→ ASSIGNMENT
For this exercise, please reproduce the records below word for word, from the first line through the line with "takes the dataless".

DATA SHOWN below:

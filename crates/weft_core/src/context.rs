//! The traversal context
//!
//! A context is the bag of components threaded through every call in a
//! traversal. The hot components (system handle, event traversal, data
//! traversal, timing) are direct fields; everything else lives in an
//! [`Environment`] chain keyed by type.
//!
//! [`Context`] derefs to [`DatalessContext`], which is the same storage
//! minus the data traversal: converting to the smaller component set is a
//! pointer copy, and code that must not touch the data graph (event
//! handlers running outside the tracked control flow) takes the dataless
//! form so the type system enforces it.

use std::any::{Any, TypeId};
use std::ops::{Deref, DerefMut};
use std::rc::Rc;

use rustc_hash::FxHashMap;

use crate::cursor::DataTraversal;
use crate::error::CoreError;
use crate::events::EventTraversal;
use crate::system::System;
use crate::timing::Timing;

/// An immutable chain of host-provided components, keyed by type.
///
/// Extending the environment builds a new frame pointing at the old chain,
/// so extension is scoped naturally: inner code sees the added component,
/// outer code never does.
#[derive(Clone, Default)]
pub struct Environment {
    frame: Option<Rc<EnvFrame>>,
}

struct EnvFrame {
    slots: FxHashMap<TypeId, Rc<dyn Any>>,
    parent: Option<Rc<EnvFrame>>,
}

impl Environment {
    fn extended<T: 'static>(&self, component: Rc<T>) -> Environment {
        let mut slots: FxHashMap<TypeId, Rc<dyn Any>> = FxHashMap::default();
        slots.insert(TypeId::of::<T>(), component as Rc<dyn Any>);
        Environment {
            frame: Some(Rc::new(EnvFrame {
                slots,
                parent: self.frame.clone(),
            })),
        }
    }

    fn lookup<T: 'static>(&self) -> Option<Rc<T>> {
        let mut frame = self.frame.as_ref();
        while let Some(current) = frame {
            if let Some(slot) = current.slots.get(&TypeId::of::<T>()) {
                let component = Rc::clone(slot)
                    .downcast::<T>()
                    .expect("environment slot type matches its key");
                return Some(component);
            }
            frame = current.parent.as_ref();
        }
        None
    }
}

/// The context components available to all event handling, without data
/// graph access.
pub struct DatalessContext<'a> {
    pub(crate) sys: System,
    pub(crate) event: &'a EventTraversal,
    pub(crate) timing: Timing,
    pub(crate) env: Environment,
}

impl<'a> DatalessContext<'a> {
    /// The system driving this traversal.
    pub fn system(&self) -> &System {
        &self.sys
    }

    /// The event being dispatched.
    pub fn event(&self) -> &'a EventTraversal {
        self.event
    }

    /// The timing component for this traversal.
    pub fn timing(&self) -> Timing {
        self.timing
    }

    /// Fetch a host-provided component, failing if no enclosing scope
    /// provided one. This is the dynamically-checked access path; hosts
    /// that want static checking wrap the context in their own type and
    /// carry the component as a field.
    pub fn component<T: 'static>(&self) -> Result<Rc<T>, CoreError> {
        self.env
            .lookup::<T>()
            .ok_or(CoreError::ComponentNotFound(std::any::type_name::<T>()))
    }

    /// Is a host-provided component of this type available?
    pub fn has_component<T: 'static>(&self) -> bool {
        self.env.lookup::<T>().is_some()
    }
}

/// The full traversal context: everything in [`DatalessContext`] plus the
/// data traversal.
pub struct Context<'a> {
    base: DatalessContext<'a>,
    data: DataTraversal,
}

impl<'a> Context<'a> {
    pub(crate) fn new(
        sys: System,
        event: &'a EventTraversal,
        data: DataTraversal,
        timing: Timing,
        env: Environment,
    ) -> Self {
        Self {
            base: DatalessContext {
                sys,
                event,
                timing,
                env,
            },
            data,
        }
    }

    /// The data traversal threading this context.
    pub fn data(&self) -> &DataTraversal {
        &self.data
    }
}

impl<'a> Deref for Context<'a> {
    type Target = DatalessContext<'a>;

    fn deref(&self) -> &Self::Target {
        &self.base
    }
}

impl DerefMut for Context<'_> {
    fn deref_mut(&mut self) -> &mut Self::Target {
        &mut self.base
    }
}

/// Run `body` with `component` added to the context's environment.
///
/// The extension is scoped: code outside `body` never observes it.
pub fn with_component<'a, T: 'static, R>(
    ctx: &mut Context<'a>,
    component: Rc<T>,
    body: impl FnOnce(&mut Context<'a>) -> R,
) -> R {
    let mut child = Context {
        base: DatalessContext {
            sys: ctx.base.sys.clone(),
            event: ctx.base.event,
            timing: ctx.base.timing,
            env: ctx.base.env.extended(component),
        },
        data: ctx.data.clone(),
    };
    body(&mut child)
}

#[cfg(test)]
mod tests {
    use super::*;

    #[test]
    fn test_environment_chain() {
        let root = Environment::default();
        assert!(root.lookup::<i32>().is_none());

        let extended = root.extended(Rc::new(5i32));
        assert_eq!(*extended.lookup::<i32>().unwrap(), 5);
        assert!(extended.lookup::<String>().is_none());

        // Shadowing: the inner frame wins, the outer chain is untouched.
        let shadowed = extended.extended(Rc::new(6i32));
        assert_eq!(*shadowed.lookup::<i32>().unwrap(), 6);
        assert_eq!(*extended.lookup::<i32>().unwrap(), 5);
    }
}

End of DATA SHOWN.

→ REPLY
filename crates/weft_core/src/context.rs
//! The traversal context
//!
//! A context is the bag of components threaded through every call in a
//! traversal. The hot components (system handle, event traversal, data
//! traversal, timing) are direct fields; everything else lives in an
//! [`Environment`] chain keyed by type.
//!
//! [`Context`] derefs to [`DatalessContext`], which is the same storage
//! minus the data traversal: converting to the smaller component set is a
//! pointer copy, and code that must not touch the data graph (event
//! handlers running outside the tracked control flow) takes the dataless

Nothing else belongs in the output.